TASK STATEMENT ->
Within the entries that follow, show each line where the word "provider" occurs.

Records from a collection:

//! Signed session helpers for integration tests.
//!
//! Services validate real JWTs, so tests mint them with the same secret the
//! router under test was built with.

use axum::http::{HeaderMap, HeaderValue, header};

use aeroride_auth_types::cookie::ACCESS_TOKEN_COOKIE;
use aeroride_auth_types::token::{TokenKind, TokenSubject, issue_token};
use aeroride_domain::id::UserId;
use aeroride_domain::user::UserRole;

/// Secret shared by test routers and [`MockSession`].
pub const TEST_JWT_SECRET: &str = "test-jwt-secret-for-unit-tests-only";

/// Identity to sign into test requests.
#[derive(Debug, Clone, Copy)]
pub struct MockSession {
    pub user_id: UserId,
    pub role: UserRole,
}

impl MockSession {
    pub fn new(user_id: UserId, role: UserRole) -> Self {
        Self { user_id, role }
    }

    pub fn passenger() -> Self {
        Self::new(UserId::generate(), UserRole::Passenger)
    }

    pub fn driver() -> Self {
        Self::new(UserId::generate(), UserRole::Driver)
    }

    pub fn access_token(&self) -> String {
        self.token(TokenKind::Access)
    }

    pub fn refresh_token(&self) -> String {
        self.token(TokenKind::Refresh)
    }

    fn token(&self, kind: TokenKind) -> String {
        let subject = TokenSubject {
            user_id: self.user_id,
            role: self.role,
            remember: false,
        };
        issue_token(&subject, kind, TEST_JWT_SECRET)
            .expect("sign test token")
            .token
    }

    /// `Authorization: Bearer <access token>`.
    pub fn bearer(&self) -> HeaderValue {
        HeaderValue::from_str(&format!("Bearer {}", self.access_token()))
            .expect("token is valid header value")
    }

    /// `Cookie: aeroride_access_token=<access token>`.
    pub fn access_cookie(&self) -> HeaderValue {
        HeaderValue::from_str(&format!("{ACCESS_TOKEN_COOKIE}={}", self.access_token()))
            .expect("token is valid header value")
    }

    pub fn headers(&self) -> HeaderMap {
        let mut map = HeaderMap::new();
        map.insert(header::AUTHORIZATION, self.bearer());
        map
    }
}
#![allow(async_fn_in_trait)]

use aeroride_domain::geo::Coordinates;
use aeroride_domain::id::{RideId, UserId};
use aeroride_domain::pagination::PageRequest;

use crate::domain::types::{Ride, RouteEstimate, StatusChange};
use crate::error::RidesServiceError;

/// Why a routed estimate is unavailable. Never reaches callers: every
/// variant falls back to the straight-line distance.
#[derive(Debug, thiserror::Error)]
pub enum RouteError {
    #[error("routing provider not configured")]
    NotConfigured,
    #[error("routing provider found no route")]
    NoRoute,
    #[error("routing provider unavailable: {0}")]
    Unavailable(String),
}

/// Road distance and travel time between two points.
pub trait RoutePort: Send + Sync {
    async fn route(
        &self,
        from: &Coordinates,
        to: &Coordinates,
    ) -> Result<RouteEstimate, RouteError>;
}

pub trait RideRepository: Send + Sync {
    async fn create(&self, ride: &Ride) -> Result<(), RidesServiceError>;

    async fn find_by_id(&self, id: RideId) -> Result<Option<Ride>, RidesServiceError>;

    async fn find_by_qr_code(&self, qr_code: &str) -> Result<Option<Ride>, RidesServiceError>;

    /// Rides where `user` is passenger or driver, newest first.
    async fn list_for_user(
        &self,
        user: UserId,
        page: PageRequest,
    ) -> Result<Vec<Ride>, RidesServiceError>;

    /// `false` when the guard no longer matched (concurrent change).
    async fn update_status(&self, change: &StatusChange) -> Result<bool, RidesServiceError>;

    /// Delete only while the ride belongs to `passenger` and is still
    /// pending or cancelled.
    async fn delete_deletable(
        &self,
        id: RideId,
        passenger: UserId,
    ) -> Result<bool, RidesServiceError>;
}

RESPONSE ->
    #[error("routing provider not configured")]
    #[error("routing provider found no route")]
    #[error("routing provider unavailable: {0}")]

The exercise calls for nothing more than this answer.